Anyone with a passing familiarity with cancer knows that pancreatic cancer is one of the deadliest forms of the disease. A common refrain is that, in many cases, “by the time it is diagnosed, it is likely too late to be cured.”

This year, nearly 70,000 people in the United States will be diagnosed with pancreatic cancer, and more than 51,000 will die from it, according to the American Cancer Society (ACS). ACS has committed more than $25 million in grants to individuals researching pancreatic cancer; next year, a portion of that money will fund the work of Stephanie Dobersch, Ph.D., a post-doctoral fellow in the Kugel Lab at the Fred Hutch Cancer Center.

Dobersch, 33, joined the lab in 2020, but her collaboration with Principal Investigator Sita Kugel, Ph.D. dates back to 2014 at Harvard Medical School where Dobersch was a research intern.

“I was fortunate enough to directly work with Stephanie when I was a post-doc in Boston,” Kugel said. “She was a Master’s student intern visiting from Germany and I was immediately struck by Stephanie’s attention to detail, scientific creativity, and resilience.”

Those three characteristics are clearly evident in Dobersch, whose interest in science dates back to age 16 as a high school student in Germany.

“My biology teacher was new to the classroom and she was so enthusiastic,” Dobersch said. “She made science so interesting, and I thought, ‘My God, I love this!’”

She advanced to the University of Giessen, a research institution near Frankfurt that was founded in 1607. For context, that was the same year of the first permanent English settlement in North America in Jamestown, Virginia.

Dobersch completed her Master’s Degree in Biology in 2014 and, after three months at Harvard, returned to Giessen for a Ph.D. in Natural Sciences. Five years later with her doctorate in hand, she emailed Kugel with a simple, but provocative question: “Do you want to hire me?”

Kugel recalls, “I was ecstatic when Stephanie reached out to me for a potential post-doc position in my newly formed lab.”

Working alongside Kugel, Dobersch has focused on basal pancreatic ductal adenocarcinoma, a subtype of pancreatic cancer that is a highly aggressive.

“I have found two proteins that are highly expressed in this subtype, and during my post-doc I have tried to figure out what those proteins are doing and why these tumor cells are addicted to them,” she said.

She is now working on pre-clinical models and different drug treatments. For her and other researchers, their success is crucial: This subtype has an average 5-year survival rate of less than 10 percent.

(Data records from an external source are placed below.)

//! File-backed session store.
//!
//! The whole session lives in one small JSON object. Every batch rewrites the file
//! through a temporary sibling and a rename, so a crash mid-write leaves either the
//! old or the new state on disk.

use super::{SessionStore, StoreOp, StoreResult, WriteBatch};
use log::warn;
use std::collections::BTreeMap;
use std::fs;
use std::io::ErrorKind;
use std::path::{Path, PathBuf};
use std::sync::{Mutex, PoisonError};

/// [`SessionStore`] persisted as a JSON file
#[derive(Debug)]
pub struct FileStore {
    path: PathBuf,
    lock: Mutex<()>,
}

impl FileStore {
    pub fn new(path: impl Into<PathBuf>) -> Self {
        Self {
            path: path.into(),
            lock: Mutex::new(()),
        }
    }

    pub fn path(&self) -> &Path {
        &self.path
    }

    fn load(&self) -> StoreResult<BTreeMap<String, String>> {
        let raw = match fs::read_to_string(&self.path) {
            Ok(raw) => raw,
            Err(e) if e.kind() == ErrorKind::NotFound => return Ok(BTreeMap::new()),
            Err(e) => return Err(e.into()),
        };

        match serde_json::from_str(&raw) {
            Ok(entries) => Ok(entries),
            Err(e) => {
                warn!(
                    "Session file {} is corrupted ({}), discarding it",
                    self.path.display(),
                    e
                );
                match fs::remove_file(&self.path) {
                    Ok(()) => {}
                    Err(e) if e.kind() == ErrorKind::NotFound => {}
                    Err(e) => return Err(e.into()),
                }
                Ok(BTreeMap::new())
            }
        }
    }

    fn save(&self, entries: &BTreeMap<String, String>) -> StoreResult<()> {
        if entries.is_empty() {
            return match fs::remove_file(&self.path) {
                Ok(()) => Ok(()),
                Err(e) if e.kind() == ErrorKind::NotFound => Ok(()),
                Err(e) => Err(e.into()),
            };
        }

        if let Some(parent) = self.path.parent().filter(|p| !p.as_os_str().is_empty()) {
            fs::create_dir_all(parent)?;
        }

        let tmp = self.path.with_extension("tmp");
        fs::write(&tmp, serde_json::to_vec_pretty(entries)?)?;
        fs::rename(&tmp, &self.path)?;
        Ok(())
    }
}

impl SessionStore for FileStore {
    fn read(&self, key: &str) -> StoreResult<Option<String>> {
        let _guard = self.lock.lock().unwrap_or_else(PoisonError::into_inner);
        Ok(self.load()?.remove(key))
    }

    fn apply(&self, batch: WriteBatch) -> StoreResult<()> {
        let _guard = self.lock.lock().unwrap_or_else(PoisonError::into_inner);
        let mut entries = self.load()?;
        for op in batch.ops() {
            match op {
                StoreOp::Put(key, value) => {
                    entries.insert(key.clone(), value.clone());
                }
                StoreOp::Remove(key) => {
                    entries.remove(key);
                }
            }
        }
        self.save(&entries)
    }
}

“Stephanie has continued to thrive and has produced an impressive body of work that I feel will revolutionize the way we identify, understand, and treat different subtypes,” said Kugel. “We are now discovering that these findings are broadly applicable across malignancies. She has all the attributes to be successful in her career as a cancer researcher. I am so excited to see all she will accomplish.”

It is evident Dobersch has found her professional calling.

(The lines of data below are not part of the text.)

//! Idle and absolute session timeouts.
//!
//! Two policies share the same activity events:
//! - [`InactivityMonitor`]: a fixed idle period, then forced logout
//! - [`SessionTimeoutMonitor`]: a longer session window whose last minutes show a
//!   countdown the user can extend or cut short
//!
//! Monitors talk to the session through [`SessionControl`] and move the user through
//! [`Navigator`]; timers come from a [`Scheduler`]. Each monitor forces at most one
//! logout per run and cancels every timer it owns when stopped or dropped.

pub mod inactivity;
pub mod scheduler;
pub mod session_timeout;

pub use inactivity::InactivityMonitor;
pub use scheduler::{Scheduler, TimerHandle, TimerTask, TokioScheduler, VirtualScheduler};
pub use session_timeout::{SessionTimeoutMonitor, TimeoutHooks, TimeoutStatus};

use crate::auth::SessionManager;
use std::fmt;
use std::time::Duration;
use thiserror::Error;

/// User input that counts as activity
#[derive(Debug, Clone, Copy, PartialEq, Eq, Hash)]
pub enum ActivityEvent {
    PointerDown,
    PointerMove,
    KeyPress,
    Scroll,
    TouchStart,
    Click,
}

impl ActivityEvent {
    pub const ALL: [ActivityEvent; 6] = [
        ActivityEvent::PointerDown,
        ActivityEvent::PointerMove,
        ActivityEvent::KeyPress,
        ActivityEvent::Scroll,
        ActivityEvent::TouchStart,
        ActivityEvent::Click,
    ];

    pub fn as_str(&self) -> &'static str {
        match self {
            ActivityEvent::PointerDown => "pointer_down",
            ActivityEvent::PointerMove => "pointer_move",
            ActivityEvent::KeyPress => "key_press",
            ActivityEvent::Scroll => "scroll",
            ActivityEvent::TouchStart => "touch_start",
            ActivityEvent::Click => "click",
        }
    }
}

impl fmt::Display for ActivityEvent {
    fn fmt(&self, f: &mut fmt::Formatter<'_>) -> fmt::Result {
        f.write_str(self.as_str())
    }
}

/// The part of the session a timeout monitor needs
pub trait SessionControl: Send + Sync {
    /// Token for the live sign-in, `None` when signed out.
    ///
    /// Must change whenever a session ends or a new one starts. Monitors compare it
    /// against the value taken at `start` and stand down on a mismatch.
    fn current_session(&self) -> Option<u64>;

    fn is_authenticated(&self) -> bool {
        self.current_session().is_some()
    }

    /// Force the session closed; must be idempotent
    fn logout(&self);
}

impl SessionControl for SessionManager {
    fn current_session(&self) -> Option<u64> {
        self.sign_in_generation()
    }

    fn is_authenticated(&self) -> bool {
        SessionManager::is_authenticated(self)
    }

    fn logout(&self) {
        SessionManager::logout(self);
    }
}

/// Moves the user to another location
pub trait Navigator: Send + Sync {
    fn navigate(&self, path: &str);
}

/// Timeout configuration errors
#[derive(Debug, Error, PartialEq, Eq)]
pub enum ConfigError {
    #[error("{0} must be greater than zero")]
    Zero(&'static str),

    #[error("Warning window ({warning:?}) must be shorter than the session timeout ({timeout:?})")]
    WarningTooLong { warning: Duration, timeout: Duration },
}

/// Idle timeout policy
#[derive(Debug, Clone, PartialEq, Eq)]
pub struct InactivityConfig {
    pub idle_timeout: Duration,
}

impl Default for InactivityConfig {
    fn default() -> Self {
        Self {
            idle_timeout: Duration::from_secs(5 * 60),
        }
    }
}

impl InactivityConfig {
    pub fn validate(&self) -> Result<(), ConfigError> {
        if self.idle_timeout.is_zero() {
            return Err(ConfigError::Zero("idle_timeout"));
        }
        Ok(())
    }
}

/// Warned session timeout policy
///
/// A zero `warning_window` disables the countdown; the session then simply ends
/// after `session_timeout` without activity.
#[derive(Debug, Clone, PartialEq, Eq)]
pub struct SessionTimeoutConfig {
    pub session_timeout: Duration,
    pub warning_window: Duration,
}

impl Default for SessionTimeoutConfig {
    fn default() -> Self {
        Self {
            session_timeout: Duration::from_secs(30 * 60),
            warning_window: Duration::from_secs(5 * 60),
        }
    }
}

impl SessionTimeoutConfig {
    pub fn validate(&self) -> Result<(), ConfigError> {
        if self.session_timeout.is_zero() {
            return Err(ConfigError::Zero("session_timeout"));
        }
        if self.warning_window >= self.session_timeout {
            return Err(ConfigError::WarningTooLong {
                warning: self.warning_window,
                timeout: self.session_timeout,
            });
        }
        Ok(())
    }

    /// Delay from the last activity until the warning shows
    pub fn warning_delay(&self) -> Duration {
        self.session_timeout.saturating_sub(self.warning_window)
    }
}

My research is very fulfilling,” she said. “It makes me happy, finding new ways to benefit cancer patients.”

What else does Dobersch find fulfilling?

It seems she has an endless array of hobbies and, with the exception of abstract painting, most involved enjoying the outdoors: hiking, sailing, motorcycle riding, and underwater diving.

“It’s important to me to have different things to enjoy outside the lab,” she said. “I need different stimulations to feel inspired.”

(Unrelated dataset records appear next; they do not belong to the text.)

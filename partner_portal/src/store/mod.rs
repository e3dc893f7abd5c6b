//! Persisted session storage.
//!
//! A [`SessionStore`] is a small synchronous key/value medium holding the live
//! credential, the serialized identity and (while an admin is viewing the portal as
//! someone else) the impersonation record. Two backends ship with the crate:
//!
//! - [`MemoryStore`]: process-local, used by tests and embedders with their own persistence
//! - [`FileStore`]: JSON file on disk, survives restarts
//!
//! Writes are never buffered. A [`WriteBatch`] is applied as one step so a reader
//! never sees a token without its matching user.
//!
//! [`load_session`] is the typed, self-healing read path used on rehydration:
//! malformed entries are cleared and reported as absent instead of failing.

pub mod file;
pub mod memory;

pub use file::FileStore;
pub use memory::MemoryStore;

use crate::auth::PortalUser;
use crate::impersonation::ImpersonationRecord;
use log::warn;
use thiserror::Error;

/// Key of the bearer credential
pub const TOKEN_KEY: &str = "token";

/// Key of the serialized identity currently in control
pub const USER_KEY: &str = "user";

/// Key of the serialized impersonation record
pub const IMPERSONATION_KEY: &str = "impersonation";

/// Every key owned by the session
pub const SESSION_KEYS: [&str; 3] = [TOKEN_KEY, USER_KEY, IMPERSONATION_KEY];

/// Storage errors
#[derive(Debug, Error)]
pub enum StoreError {
    /// Underlying medium failed
    #[error("I/O error: {0}")]
    Io(#[from] std::io::Error),

    /// Value could not be serialized
    #[error("Serialization error: {0}")]
    Serialization(#[from] serde_json::Error),
}

/// Result type for storage operations
pub type StoreResult<T> = Result<T, StoreError>;

/// One pending change in a [`WriteBatch`]
#[derive(Debug, Clone, PartialEq, Eq)]
pub enum StoreOp {
    Put(String, String),
    Remove(String),
}

/// Group of writes committed together
#[derive(Debug, Clone, Default, PartialEq, Eq)]
pub struct WriteBatch {
    ops: Vec<StoreOp>,
}

impl WriteBatch {
    pub fn new() -> Self {
        Self::default()
    }

    pub fn put(mut self, key: &str, value: impl Into<String>) -> Self {
        self.ops.push(StoreOp::Put(key.to_string(), value.into()));
        self
    }

    pub fn remove(mut self, key: &str) -> Self {
        self.ops.push(StoreOp::Remove(key.to_string()));
        self
    }

    /// Batch clearing every session key
    pub fn clear_session() -> Self {
        SESSION_KEYS
            .iter()
            .fold(Self::new(), |batch, key| batch.remove(key))
    }

    pub fn ops(&self) -> &[StoreOp] {
        &self.ops
    }

    pub fn is_empty(&self) -> bool {
        self.ops.is_empty()
    }
}

/// Durable key/value medium for session state
pub trait SessionStore: Send + Sync {
    /// Last written value, or `None` if absent
    fn read(&self, key: &str) -> StoreResult<Option<String>>;

    /// Overwrite a single key
    fn write(&self, key: &str, value: &str) -> StoreResult<()> {
        self.apply(WriteBatch::new().put(key, value))
    }

    /// Remove a single key
    fn clear(&self, key: &str) -> StoreResult<()> {
        self.apply(WriteBatch::new().remove(key))
    }

    /// Remove every session key
    fn clear_all(&self) -> StoreResult<()> {
        self.apply(WriteBatch::clear_session())
    }

    /// Apply every op of `batch` as one step; readers see all of it or none of it
    fn apply(&self, batch: WriteBatch) -> StoreResult<()>;
}

/// Session state as found in storage
#[derive(Debug, Clone, PartialEq)]
pub struct PersistedSession {
    pub token: String,
    pub user: PortalUser,
    pub impersonation: Option<ImpersonationRecord>,
}

impl PersistedSession {
    /// Batch writing this session, replacing whatever was stored before
    pub fn to_batch(&self) -> StoreResult<WriteBatch> {
        let batch = WriteBatch::new()
            .put(TOKEN_KEY, self.token.clone())
            .put(USER_KEY, serde_json::to_string(&self.user)?);

        Ok(match &self.impersonation {
            Some(record) => batch.put(IMPERSONATION_KEY, serde_json::to_string(record)?),
            None => batch.remove(IMPERSONATION_KEY),
        })
    }
}

/// Read and validate the persisted session.
///
/// Returns `None` when nothing usable is stored. Any malformed entry is treated as
/// absent and the whole session is cleared, since a token without a trustworthy
/// identity (or the reverse) cannot be used. A store that cannot be read at all is
/// left untouched; the session stays on disk for the next attempt.
pub fn load_session(store: &dyn SessionStore) -> Option<PersistedSession> {
    let entries = match read_entries(store) {
        Ok(entries) => entries,
        Err(e) => {
            warn!("Could not read stored session, leaving it in place: {}", e);
            return None;
        }
    };

    match parse_session(entries) {
        Ok(session) => session,
        Err(reason) => {
            warn!("Discarding corrupted session state: {}", reason);
            if let Err(e) = store.clear_all() {
                warn!("Failed to clear corrupted session state: {}", e);
            }
            None
        }
    }
}

/// Raw token, user and impersonation entries
type RawSession = (Option<String>, Option<String>, Option<String>);

fn read_entries(store: &dyn SessionStore) -> StoreResult<RawSession> {
    Ok((
        store.read(TOKEN_KEY)?,
        store.read(USER_KEY)?,
        store.read(IMPERSONATION_KEY)?,
    ))
}

fn parse_session(
    (token, user, impersonation): RawSession,
) -> Result<Option<PersistedSession>, String> {
    let (token, user) = match (token, user) {
        (Some(token), Some(user)) => (token, user),
        (None, None) if impersonation.is_none() => return Ok(None),
        _ => return Err("partial session state".to_string()),
    };

    if token.trim().is_empty() {
        return Err("empty token".to_string());
    }

    let user: PortalUser =
        serde_json::from_str(&user).map_err(|e| format!("malformed user: {}", e))?;
    if !user.is_well_formed() {
        return Err("user record is missing required fields".to_string());
    }

    let impersonation = impersonation
        .map(|raw| serde_json::from_str::<ImpersonationRecord>(&raw))
        .transpose()
        .map_err(|e| format!("malformed impersonation record: {}", e))?;

    Ok(Some(PersistedSession {
        token,
        user,
        impersonation,
    }))
}

#[cfg(test)]
mod tests {
    use super::*;
    use crate::auth::Role;

    fn user() -> PortalUser {
        PortalUser {
            uuid: "u1".to_string(),
            full_name: "A B".to_string(),
            email: "a@b.com".to_string(),
            role: Role::User,
            partner_id: None,
            compensation_link: None,
            created_at: None,
        }
    }

    #[test]
    fn test_load_empty_store() {
        let store = MemoryStore::new();
        assert!(load_session(&store).is_none());
    }

    #[test]
    fn test_save_then_load() {
        let store = MemoryStore::new();
        let session = PersistedSession {
            token: "tok1".to_string(),
            user: user(),
            impersonation: None,
        };
        store.apply(session.to_batch().unwrap()).unwrap();

        assert_eq!(load_session(&store), Some(session));
    }

    #[test]
    fn test_malformed_user_clears_everything() {
        let store = MemoryStore::new();
        store.write(TOKEN_KEY, "tok1").unwrap();
        store.write(USER_KEY, "{not json").unwrap();

        assert!(load_session(&store).is_none());
        assert_eq!(store.read(TOKEN_KEY).unwrap(), None);
        assert_eq!(store.read(USER_KEY).unwrap(), None);
    }

    #[test]
    fn test_token_without_user_is_cleared() {
        let store = MemoryStore::new();
        store.write(TOKEN_KEY, "tok1").unwrap();

        assert!(load_session(&store).is_none());
        assert!(store.is_empty());
    }

    #[test]
    fn test_user_missing_uuid_is_cleared() {
        let store = MemoryStore::new();
        store.write(TOKEN_KEY, "tok1").unwrap();
        store
            .write(
                USER_KEY,
                r#"{"uuid":"","role":"user","full_name":"A","email":"a@b.com"}"#,
            )
            .unwrap();

        assert!(load_session(&store).is_none());
        assert!(store.is_empty());
    }

    /// Store whose reads fail, counting every attempted write
    struct UnreadableStore {
        writes: std::sync::atomic::AtomicUsize,
    }

    impl SessionStore for UnreadableStore {
        fn read(&self, _key: &str) -> StoreResult<Option<String>> {
            Err(std::io::Error::new(std::io::ErrorKind::PermissionDenied, "locked").into())
        }

        fn apply(&self, _batch: WriteBatch) -> StoreResult<()> {
            self.writes
                .fetch_add(1, std::sync::atomic::Ordering::SeqCst);
            Ok(())
        }
    }

    #[test]
    fn test_read_failure_leaves_session_in_place() {
        let store = UnreadableStore {
            writes: std::sync::atomic::AtomicUsize::new(0),
        };

        assert!(load_session(&store).is_none());
        assert_eq!(store.writes.load(std::sync::atomic::Ordering::SeqCst), 0);
    }

    #[test]
    fn test_malformed_impersonation_record_is_cleared() {
        let store = MemoryStore::new();
        let session = PersistedSession {
            token: "tok1".to_string(),
            user: user(),
            impersonation: None,
        };
        store.apply(session.to_batch().unwrap()).unwrap();
        store.write(IMPERSONATION_KEY, "[]").unwrap();

        assert!(load_session(&store).is_none());
        assert!(store.is_empty());
    }
}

That inspiration, she hopes, may one day lead to another professional goal: helping women in science balance the demands of work and motherhood.

“I would like to create a foundation to help women who want to have children, as well as an inspiring career in science,” she said.

Over the past four years Dobersch has acclimated to most of the social, cultural, and culinary changes she has faced in Seattle. Except one: bread

“I’m still looking for a good German bakery,” she said. “Do you have any suggestions?”